Figure 3. Les coactivateurs et corépresseurs interagissant avec HNF4α régulent son activité transcriptionnelle. Le récepteur nucléaire HNF4α reconnaît son élément de réponse consensus DR1 et peut interagir avec différents corégulateurs afin d’activer ou de réprimer l’expression de ses gènes cibles. (A) Activation transcriptionnelle par HNF4α via son interaction avec différents coactivateurs. Ceux-ci ont pour fonction de recruter le complexe de l’ARN polymérase II ou de favoriser un état relâché de la chromatine. (B) Répression transcriptionnelle par HNF4α suite à son interaction avec certains corépresseurs, dont la fonction est de compétitionner la liaison des coactivateurs et de provoquer un état plus compacté de la chromatine, empêchant le recrutement de la PolII.

Finalement, une panoplie d’autres facteurs de transcription interagissent avec HNF4α dans certains contextes pour moduler son activité transcriptionnelle par différents mécanismes. HNF1α (Hepatocyte nuclear factor 1 alpha) est un FT capable de lier directement la région AF-2 de HNF4α, réprimant ainsi son activité transcriptionnelle (Ktistaki et Talianidis, 1997). Selon un mécanisme similaire, les isoformes 1a et 1c du FT SREBP (Sterol regulatory element-binding protein) compétitionnent avec le coactivateur PGC-1α pour la liaison du LBD de HNF4α (Yamamoto et al., 2004). La voie de signalisation NF-κB (Nuclear factor kappa-light-chain-enhancer of activated B cells), pouvant être activée notamment par la cytokine TNFα (Tumour necrosis factor alpha), régule négativement la transcription du gène APOC3 par HNF4α en inhibant sa liaison à son élément de réponse ainsi que l’activité des régions AF-1 et AF-2 (Nikolaidou-Neokosmidou et al., 2006). Les récepteurs nucléaires COUP-TFI/II (Chicken ovalbumin upstream promoter transcription factor I/II) (NR2F1 et NR2F2) reconnaissent plusieurs éléments de réponse également reconnus par HNF4α, incluant le site C3P du gène APOC3, et régulent donc négativement son activité transcriptionnelle en réduisant sa liaison à l’ADN (Mietus-Snyder et al., 1992). Dans un autre contexte, comme au promoteur du gène HNF1A, ces mêmes RN ne compétitionnent pas pour la liaison de HNF4α à son élément de réponse, mais augmentent plutôt son activité transcriptionnelle en interagissant avec son LBD (Ktistaki et Talianidis, 1997).
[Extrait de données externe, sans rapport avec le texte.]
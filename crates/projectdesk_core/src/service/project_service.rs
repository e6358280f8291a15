//! Project use-case service.
//!
//! # Responsibility
//! - Project CRUD, membership, and paged/filtered listing.
//! - Assigning tasks to project members.
//! - Mapping entities to `ProjectDto` at the boundary.
//!
//! # Invariants
//! - Lookups by id fail with `ServiceError::NotFound` before any mutation.
//! - Blank patch names and empty task lists come back as `400` responses and
//!   leave storage untouched.
//! - `replace_project` keeps the stored name; the incoming name is not applied.
//! - Task assignment requires existing project membership.

use crate::model::project::{Project, ProjectDto, ProjectId};
use crate::model::task::{Task, TaskId};
use crate::model::user::{User, UserDto, UserId};
use crate::repo::paging::{PageRequest, Sort, SortDirection};
use crate::repo::project_repo::ProjectStore;
use crate::repo::Store;
use crate::service::error::{ServiceError, ServiceResult};
use crate::service::response::{ApiResponse, StatusCode};
use log::{debug, info, warn};
use serde::Serialize;

pub const BLANK_PROJECT_NAME_MESSAGE: &str = "Project name should not be empty";
pub const NOT_A_MEMBER_MESSAGE: &str = "Specified user is not a member of the project";
pub const EMPTY_TASK_LIST_MESSAGE: &str = "Task list should not be empty";

/// Parameters of the paged project listing, as received from transport.
#[derive(Debug, Clone, PartialEq, Eq)]
pub struct ProjectPageQuery {
    /// Case-insensitive exact name filter. `None` lists every project.
    pub name: Option<String>,
    /// Zero-based page index.
    pub page_index: u32,
    pub page_size: u32,
    /// One of `id`, `name`, `createdAt` (case-insensitive).
    pub sort_field: String,
    /// `ASC` (any case) for ascending; anything else sorts descending.
    pub sort_direction: String,
}

/// Body of a non-empty paged listing: `{"projects": [...]}`.
#[derive(Debug, Clone, PartialEq, Eq, Serialize)]
pub struct ProjectsPage {
    pub projects: Vec<ProjectDto>,
}

/// Project service wired explicitly against its stores.
pub struct ProjectService<P, U, T> {
    projects: P,
    users: U,
    tasks: T,
}

impl<P, U, T> ProjectService<P, U, T>
where
    P: ProjectStore,
    U: Store<User, UserId>,
    T: Store<Task, TaskId>,
{
    pub fn new(projects: P, users: U, tasks: T) -> Self {
        Self {
            projects,
            users,
            tasks,
        }
    }

    /// Lists every project in storage order.
    pub fn list_projects(&self) -> ServiceResult<Vec<ProjectDto>> {
        let projects = self.projects.list()?;
        debug!(
            "event=project_list module=service status=ok count={}",
            projects.len()
        );
        Ok(projects.into_iter().map(ProjectDto::from).collect())
    }

    pub fn get_project(&self, project_id: ProjectId) -> ServiceResult<ProjectDto> {
        self.load_project(project_id).map(ProjectDto::from)
    }

    /// Persists a new project. The name is taken as-is; a missing name is
    /// stored as the empty string.
    pub fn create_project(&self, dto: &ProjectDto) -> ServiceResult<ProjectDto> {
        let project = Project::new(dto.name.clone().unwrap_or_default());
        self.projects.save(&project)?;
        info!(
            "event=project_create module=service status=ok project_id={}",
            project.id
        );
        Ok(ProjectDto::from(project))
    }

    /// Full update.
    ///
    /// Re-saves the stored project with its current name. The incoming DTO is
    /// accepted but its name is not applied.
    pub fn replace_project(
        &self,
        project_id: ProjectId,
        _dto: &ProjectDto,
    ) -> ServiceResult<ProjectDto> {
        let project = self.load_project(project_id)?;
        self.projects.save(&project)?;
        info!("event=project_replace module=service status=ok project_id={project_id}");
        Ok(ProjectDto::from(project))
    }

    /// Partial update of the name.
    ///
    /// - name absent: unchanged, `200`.
    /// - name blank after trim: `400`, nothing written.
    /// - otherwise: name replaced, `200`.
    pub fn patch_project(
        &self,
        project_id: ProjectId,
        dto: &ProjectDto,
    ) -> ServiceResult<ApiResponse<ProjectDto>> {
        let mut project = self.load_project(project_id)?;
        if let Some(name) = dto.name.as_deref() {
            if name.trim().is_empty() {
                warn!(
                    "event=project_patch module=service status=rejected project_id={project_id} reason=blank_name"
                );
                return Ok(ApiResponse::bad_request(BLANK_PROJECT_NAME_MESSAGE));
            }
            project.name = name.to_string();
        }

        self.projects.save(&project)?;
        info!("event=project_patch module=service status=ok project_id={project_id}");
        Ok(ApiResponse::ok(ProjectDto::from(project)))
    }

    pub fn delete_project(&self, project_id: ProjectId) -> ServiceResult<()> {
        if !self.projects.exists(project_id)? {
            return Err(ServiceError::not_found("Project", project_id));
        }
        self.projects.delete(project_id)?;
        info!("event=project_delete module=service status=ok project_id={project_id}");
        Ok(())
    }

    /// Assigns every listed task to `user_id`.
    ///
    /// Tasks are processed in order and each is saved on its own; a missing
    /// task id aborts the call but keeps the assignments made before it.
    pub fn assign_tasks_to_member(
        &self,
        project_id: ProjectId,
        user_id: UserId,
        task_ids: &[TaskId],
    ) -> ServiceResult<ApiResponse<()>> {
        self.load_project(project_id)?;
        self.load_user(user_id)?;

        if !self.projects.is_member(project_id, user_id)? {
            warn!(
                "event=task_assign module=service status=rejected project_id={project_id} user_id={user_id} reason=not_a_member"
            );
            return Err(ServiceError::InvalidArgument(NOT_A_MEMBER_MESSAGE.to_string()));
        }

        if task_ids.is_empty() {
            warn!(
                "event=task_assign module=service status=rejected project_id={project_id} user_id={user_id} reason=empty_task_list"
            );
            return Ok(ApiResponse::bad_request(EMPTY_TASK_LIST_MESSAGE));
        }

        for &task_id in task_ids {
            let mut task = self
                .tasks
                .get(task_id)?
                .ok_or_else(|| ServiceError::not_found("Task", task_id))?;
            task.assign_to(user_id);
            self.tasks.save(&task)?;
        }

        info!(
            "event=task_assign module=service status=ok project_id={project_id} user_id={user_id} count={}",
            task_ids.len()
        );
        Ok(ApiResponse::empty(StatusCode::Created))
    }

    /// Paged, optionally name-filtered, sorted listing.
    ///
    /// Returns `204` with no body when the page is empty, otherwise `200`
    /// with `{"projects": [...]}`.
    pub fn list_projects_page(
        &self,
        query: &ProjectPageQuery,
    ) -> ServiceResult<ApiResponse<ProjectsPage>> {
        let sort = Sort::by(
            query.sort_field.as_str(),
            SortDirection::from_token(&query.sort_direction),
        );
        let page = PageRequest::new(query.page_index, query.page_size, sort)?;

        let projects = match query.name.as_deref() {
            Some(name) => self.projects.find_by_name_ignore_case(name, &page)?,
            None => self.projects.list_page(&page)?.items,
        };

        debug!(
            "event=project_page module=service status=ok page_index={} page_size={} filtered={} count={}",
            query.page_index,
            query.page_size,
            query.name.is_some(),
            projects.len()
        );

        if projects.is_empty() {
            return Ok(ApiResponse::no_content());
        }
        Ok(ApiResponse::ok(ProjectsPage {
            projects: projects.into_iter().map(ProjectDto::from).collect(),
        }))
    }

    /// Adds `user_id` to the project's members. Re-adding is a no-op.
    pub fn add_member(
        &self,
        project_id: ProjectId,
        user_id: UserId,
    ) -> ServiceResult<ApiResponse<()>> {
        self.load_project(project_id)?;
        self.load_user(user_id)?;
        self.projects.add_member(project_id, user_id)?;
        info!("event=member_add module=service status=ok project_id={project_id} user_id={user_id}");
        Ok(ApiResponse::empty(StatusCode::Ok))
    }

    /// Removes `user_id` from the project's members.
    ///
    /// Fails with `InvalidArgument` when the user is not a member.
    pub fn remove_member(
        &self,
        project_id: ProjectId,
        user_id: UserId,
    ) -> ServiceResult<ApiResponse<()>> {
        self.load_project(project_id)?;
        self.load_user(user_id)?;
        if !self.projects.remove_member(project_id, user_id)? {
            return Err(ServiceError::InvalidArgument(NOT_A_MEMBER_MESSAGE.to_string()));
        }
        info!(
            "event=member_remove module=service status=ok project_id={project_id} user_id={user_id}"
        );
        Ok(ApiResponse::empty(StatusCode::Ok))
    }

    pub fn list_members(&self, project_id: ProjectId) -> ServiceResult<Vec<UserDto>> {
        self.load_project(project_id)?;
        let mut members = Vec::new();
        for user_id in self.projects.member_ids(project_id)? {
            if let Some(user) = self.users.get(user_id)? {
                members.push(UserDto::from(user));
            }
        }
        Ok(members)
    }

    fn load_project(&self, project_id: ProjectId) -> ServiceResult<Project> {
        self.projects
            .get(project_id)?
            .ok_or_else(|| ServiceError::not_found("Project", project_id))
    }

    fn load_user(&self, user_id: UserId) -> ServiceResult<User> {
        self.users
            .get(user_id)?
            .ok_or_else(|| ServiceError::not_found("User", user_id))
    }
}
use projectdesk_core::db::migrations::{latest_version, pending_versions};
use projectdesk_core::db::{open_db, open_db_in_memory, DbError};
use rusqlite::Connection;

#[test]
fn open_db_in_memory_applies_all_migrations() {
    let conn = open_db_in_memory().unwrap();

    assert_eq!(schema_version(&conn), latest_version());
    assert_table_exists(&conn, "projects");
    assert_table_exists(&conn, "users");
    assert_table_exists(&conn, "project_members");
    assert_table_exists(&conn, "tasks");
}

#[test]
fn pending_versions_drain_after_open() {
    let raw = Connection::open_in_memory().unwrap();
    assert_eq!(pending_versions(&raw).unwrap(), (1..=latest_version()).collect::<Vec<_>>());

    let conn = open_db_in_memory().unwrap();
    assert!(pending_versions(&conn).unwrap().is_empty());
}

#[test]
fn opened_connections_provide_unicode_casefold() {
    let conn = open_db_in_memory().unwrap();
    let folded: String = conn
        .query_row("SELECT casefold('ÉLAN');", [], |row| row.get(0))
        .unwrap();
    assert_eq!(folded, "élan");
}

#[test]
fn foreign_keys_are_enforced() {
    let conn = open_db_in_memory().unwrap();
    let enabled: i64 = conn
        .query_row("PRAGMA foreign_keys;", [], |row| row.get(0))
        .unwrap();
    assert_eq!(enabled, 1);

    let err = conn
        .execute(
            "INSERT INTO project_members (project_id, user_id) VALUES ('missing', 'missing');",
            [],
        )
        .unwrap_err();
    assert!(err.to_string().contains("FOREIGN KEY"));
}

#[test]
fn opening_same_database_twice_is_idempotent() {
    let dir = tempfile::tempdir().unwrap();
    let path = dir.path().join("projectdesk.db");

    let conn_first = open_db(&path).unwrap();
    assert_eq!(schema_version(&conn_first), latest_version());
    drop(conn_first);

    let conn_second = open_db(&path).unwrap();
    assert_eq!(schema_version(&conn_second), latest_version());
    assert_table_exists(&conn_second, "projects");
}

#[test]
fn opening_database_with_newer_schema_version_returns_error() {
    let dir = tempfile::tempdir().unwrap();
    let path = dir.path().join("future.db");

    let conn = Connection::open(&path).unwrap();
    conn.execute_batch("PRAGMA user_version = 999;").unwrap();
    drop(conn);

    let err = open_db(&path).unwrap_err();
    match err {
        DbError::UnsupportedSchemaVersion {
            db_version,
            latest_supported,
        } => {
            assert_eq!(db_version, 999);
            assert_eq!(latest_supported, latest_version());
        }
        other => panic!("unexpected error: {other}"),
    }
}

fn schema_version(conn: &Connection) -> u32 {
    conn.query_row("PRAGMA user_version;", [], |row| row.get(0))
        .unwrap()
}

fn assert_table_exists(conn: &Connection, table_name: &str) {
    let exists: i64 = conn
        .query_row(
            "SELECT EXISTS(
                SELECT 1
                FROM sqlite_master
                WHERE type = 'table' AND name = ?1
            );",
            [table_name],
            |row| row.get(0),
        )
        .unwrap();
    assert_eq!(exists, 1, "table {table_name} does not exist");
}
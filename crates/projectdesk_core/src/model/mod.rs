//! Domain entities and their boundary projections.
//!
//! # Responsibility
//! - Define the stored records for projects, users, and tasks.
//! - Define the DTOs handed across the service boundary.
//!
//! # Invariants
//! - Every entity carries a stable UUID identity generated on creation.
//! - Relations are held as ids (join rows, foreign keys), never object links.

pub mod project;
pub mod task;
pub mod user;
Dans l’ensemble, ces exemples de coactivateurs, corépresseurs et autres facteurs de transcription interagissant avec HNF4α illustrent la complexité entourant la régulation de l’activité transcriptionnelle de celui-ci. Plusieurs mécanismes sont utilisés par ces acteurs transcriptionnels pour moduler sa fonction. Afin de mieux comprendre les rôles que joue HNF4α dans divers processus biologiques, l’intégration de ces mécanismes de régulation doit évidemment tenir compte du contexte cellulaire dans lequel ces études d’interaction ont été réalisées.